Никита Аристархович смотрел на своих посетителей, открыв в изумлении и страхе рот. Дважды он попытался заговорить и дважды не получил никакого ответа. Только на третью попытку Можайский отреагировал взмахом руки, указав на графин. Никита Аристархович бросился к буфету, выхватил из него три рюмки, наполнил их водкой и поднес каждому из троих. Все трое махом выпили и снова впали в немой и неподвижный ступор.
И тут во входную дверь опять позвонили: также требовательно и также длинно. Сушкин едва не взвился под потолок. Перебежав из гостиной в прихожую, он снова без всяких «кто там?» распахнул дверь и оказался лицом к лицу с Чулицким.
На вид Михаил Фролович был не менее страшен, чем первые гости, но, в отличие от них, он явно не онемел:
— Можайский уже здесь?
— Д-да…
Отодвинув репортера и — опять-таки — не раздеваясь, Чулицкий грозовой тучей проволок себя по коридору и ввалился в гостиную. Там, остановившись на мгновение и, прежде всего, окинув мрачным взглядом сидевших в креслах Можайского, Саевича и Ивана Пантелеймоновича, он прямиком подошел к столу и схватил графин. Рюмки, однако, на столе не было, и тогда Михаил Фролович, без всякого абсолютно стеснения, отхлебнул прямиком из графина. По его лицу пробежала гримаса, и он сделал еще один глоток. После чего поставил графин, отошел от стола и — тяжело, как будто собираясь разметать его в щепы — опустился в свободное кресло.

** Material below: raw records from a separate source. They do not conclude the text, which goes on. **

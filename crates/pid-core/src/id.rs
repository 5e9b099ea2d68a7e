//! Element ids of loaded diagrams.
//!
//! Every `id` attribute the loader keeps is interned once, so selection,
//! hover and listener bookkeeping compare ids as integers. Lookups coming
//! from outside (the browser, the CLI) go through [`UnitId::lookup`] so a
//! stray string never grows the table.

use crate::model::LEGEND_ID;
use lasso::{Spur, ThreadedRodeo};
use serde::{Deserialize, Deserializer, Serialize, Serializer};
use std::fmt;
use std::sync::LazyLock;

/// Shared by every scene. Regenerated diagrams reuse the same equipment ids,
/// so the table stays small across reloads.
static ELEMENT_IDS: LazyLock<ThreadedRodeo> = LazyLock::new(ThreadedRodeo::default);

/// An SVG element `id`, usually naming an equipment unit
/// (`unit-aeration-tank`).
#[derive(Clone, Copy, PartialEq, Eq, Hash)]
pub struct UnitId(Spur);

impl UnitId {
    pub fn intern(id: &str) -> Self {
        Self(ELEMENT_IDS.get_or_intern(id))
    }

    /// The id of an `id="…"` attribute value: surrounding whitespace is
    /// ignored and a blank value means the element has no id.
    pub fn from_attribute(value: &str) -> Option<Self> {
        let id = value.trim();
        (!id.is_empty()).then(|| Self::intern(id))
    }

    /// An id that some loaded diagram has used, without interning `id`.
    pub fn lookup(id: &str) -> Option<Self> {
        ELEMENT_IDS.get(id.trim()).map(Self)
    }

    pub fn as_str(&self) -> &'static str {
        ELEMENT_IDS.resolve(&self.0)
    }

    /// The reserved id of the diagram legend group.
    pub fn is_legend(&self) -> bool {
        self.as_str() == LEGEND_ID
    }

    /// `#id`, as used in diagnostics.
    pub fn selector(&self) -> String {
        format!("#{}", self.as_str())
    }
}

impl fmt::Debug for UnitId {
    fn fmt(&self, f: &mut fmt::Formatter<'_>) -> fmt::Result {
        write!(f, "UnitId({})", self.as_str())
    }
}

impl fmt::Display for UnitId {
    fn fmt(&self, f: &mut fmt::Formatter<'_>) -> fmt::Result {
        f.write_str(self.as_str())
    }
}

impl Serialize for UnitId {
    fn serialize<S: Serializer>(&self, serializer: S) -> Result<S::Ok, S::Error> {
        serializer.serialize_str(self.as_str())
    }
}

impl<'de> Deserialize<'de> for UnitId {
    fn deserialize<D: Deserializer<'de>>(deserializer: D) -> Result<Self, D::Error> {
        let id = String::deserialize(deserializer)?;
        Self::from_attribute(&id).ok_or_else(|| serde::de::Error::custom("empty element id"))
    }
}

#[cfg(test)]
mod tests {
    use super::*;

    #[test]
    fn attribute_values_are_trimmed() {
        let id = UnitId::from_attribute("  unit-aeration-tank ").unwrap();
        assert_eq!(id, UnitId::intern("unit-aeration-tank"));
        assert_eq!(id.selector(), "#unit-aeration-tank");
        assert_eq!(UnitId::from_attribute(" \t"), None);
    }

    #[test]
    fn lookup_does_not_intern() {
        assert!(UnitId::lookup("unit-never-drawn").is_none());
        let id = UnitId::intern("unit-clarifier");
        assert_eq!(UnitId::lookup(" unit-clarifier"), Some(id));
    }

    #[test]
    fn legend_id_is_reserved() {
        assert!(UnitId::intern(LEGEND_ID).is_legend());
        assert!(!UnitId::intern("unit-pump-1").is_legend());
    }

    #[test]
    fn serializes_as_the_bare_id() {
        let id = UnitId::intern("unit-pump-1");
        assert_eq!(serde_json::to_string(&id).unwrap(), "\"unit-pump-1\"");
        assert_eq!(format!("{id:?}"), "UnitId(unit-pump-1)");
        assert!(serde_json::from_str::<UnitId>("\"  \"").is_err());
    }
}
//! Input event abstraction for the viewer.
//!
//! Pointer coordinates are in viewport pixels, relative to the top-left of
//! the viewer element. `Viewport` maps them into the root SVG user space
//! (where the pan/zoom transform lives) the way the browser lays out an
//! `<svg viewBox>` with the default `xMidYMid meet`.

use pid_core::model::ViewBox;
use pid_core::{Point, Vec2};

/// Keyboard modifier state.
#[derive(Debug, Clone, Copy, Default, PartialEq, Eq)]
pub struct Modifiers {
    pub shift: bool,
    pub ctrl: bool,
    pub alt: bool,
    pub meta: bool,
}

impl Modifiers {
    pub const NONE: Modifiers = Modifiers {
        shift: false,
        ctrl: false,
        alt: false,
        meta: false,
    };

    /// Platform command key (⌘ on macOS, Ctrl elsewhere).
    pub fn command(&self) -> bool {
        self.ctrl || self.meta
    }
}

/// A platform-agnostic viewer input event.
#[derive(Debug, Clone, PartialEq)]
pub enum InputEvent {
    PointerDown { x: f64, y: f64 },
    PointerMove { x: f64, y: f64 },
    PointerUp { x: f64, y: f64 },
    /// Pointer left the viewer element.
    PointerLeave,
    /// Completed click (down and up without a pan in between).
    Click { x: f64, y: f64 },
    /// Wheel notch; negative `delta_y` zooms in.
    Wheel { x: f64, y: f64, delta_y: f64 },
    Key { key: String, modifiers: Modifiers },
}

impl InputEvent {
    /// Extract position if this is a pointer event.
    pub fn position(&self) -> Option<Point> {
        match self {
            Self::PointerDown { x, y }
            | Self::PointerMove { x, y }
            | Self::PointerUp { x, y }
            | Self::Click { x, y }
            | Self::Wheel { x, y, .. } => Some(Point::new(*x, *y)),
            Self::PointerLeave | Self::Key { .. } => None,
        }
    }
}

// ─── Viewport ────────────────────────────────────────────────────────────

/// Pixel size of the viewer element.
#[derive(Debug, Clone, Copy, PartialEq)]
pub struct Viewport {
    pub width: f64,
    pub height: f64,
}

impl Viewport {
    pub fn new(width: f64, height: f64) -> Self {
        Self { width, height }
    }

    fn is_valid(&self) -> bool {
        self.width.is_finite() && self.height.is_finite() && self.width > 0.0 && self.height > 0.0
    }

    /// Uniform pixels-per-user-unit and the letterbox offset in pixels.
    fn fit(&self, vb: &ViewBox) -> (f64, Vec2) {
        if !self.is_valid() || !vb.is_valid() {
            return (1.0, Vec2::ZERO);
        }
        let scale = (self.width / vb.width).min(self.height / vb.height);
        let offset = Vec2::new(
            (self.width - vb.width * scale) / 2.0,
            (self.height - vb.height * scale) / 2.0,
        );
        (scale, offset)
    }

    /// Viewport pixel → root user-space point.
    pub fn to_user(&self, vb: &ViewBox, pixel: Point) -> Point {
        let (scale, offset) = self.fit(vb);
        Point::new(
            vb.min_x + (pixel.x - offset.x) / scale,
            vb.min_y + (pixel.y - offset.y) / scale,
        )
    }

    /// A pixel distance expressed in user units.
    pub fn to_user_length(&self, vb: &ViewBox, pixels: f64) -> f64 {
        pixels / self.fit(vb).0
    }

    /// Centre of the element, in pixels.
    pub fn center(&self) -> Point {
        Point::new(self.width / 2.0, self.height / 2.0)
    }
}

#[cfg(test)]
mod tests {
    use super::*;

    #[test]
    fn matching_aspect_is_a_pure_scale() {
        let vp = Viewport::new(500.0, 375.0);
        let p = vp.to_user(&ViewBox::DEFAULT, Point::new(250.0, 100.0));
        assert_eq!(p, Point::new(500.0, 200.0));
        assert_eq!(vp.to_user_length(&ViewBox::DEFAULT, 40.0), 80.0);
    }

    #[test]
    fn letterboxing_is_centered() {
        // 1000x750 box in a 2000x750 element: scale 1, 500px bars on each side.
        let vp = Viewport::new(2000.0, 750.0);
        assert_eq!(vp.to_user(&ViewBox::DEFAULT, Point::new(500.0, 0.0)), Point::ORIGIN);
        assert_eq!(
            vp.to_user(&ViewBox::DEFAULT, vp.center()),
            Point::new(500.0, 375.0)
        );
    }

    #[test]
    fn view_box_origin_is_respected() {
        let vb = ViewBox::new(-50.0, 10.0, 100.0, 100.0);
        let vp = Viewport::new(100.0, 100.0);
        assert_eq!(vp.to_user(&vb, Point::new(0.0, 0.0)), Point::new(-50.0, 10.0));
    }

    #[test]
    fn degenerate_viewport_maps_one_to_one() {
        let vp = Viewport::new(0.0, 0.0);
        assert_eq!(vp.to_user(&ViewBox::DEFAULT, Point::new(3.0, 4.0)), Point::new(3.0, 4.0));
    }
}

Никита Аристархович обомлел.
И тут раздался третий звонок!
Еще одна пробежка на подкашивающихся ногах к двери: на пороге — Инихов и — собственной персоной — Митрофан Андреевич Кирилов, брант-майор. Оба — с выражениями лиц потерянными; у Инихова — с оттенком испуга, у Митрофана Андреевича — обиды.
— Господа?
Митрофан Андреевич только сверкнул глазами, его усы встопорщились. Инихов взглянул вопросительно.
Сушкин, ощущая, что пол под его ногами колеблется, машинально закивал головой, повторяя как заклинание:
— Там, там…
Инихов и брант-майор — всё также не раздеваясь, хотя на их шинелях снега было уже поболе, чем на шинелях и пальто пришедших ранее — двинулись, почти поддерживая друг друга под локотки, в гостиную. Там они, мельком глянув на рассевшихся по креслам страшных истуканов, одновременно потянулись к графину. Сергей Ильич — очевидно, с рассудком расставшийся не вполне, — как младший по чину, отдернул руку и потупился. Появившийся тут же Сушкин увидел, как Митрофан Андреевич, подобно Чулицкому, запрокинул голову и сделал несколько глотков прямо из графина: рюмок на столе по-прежнему не было.
— П-подождите!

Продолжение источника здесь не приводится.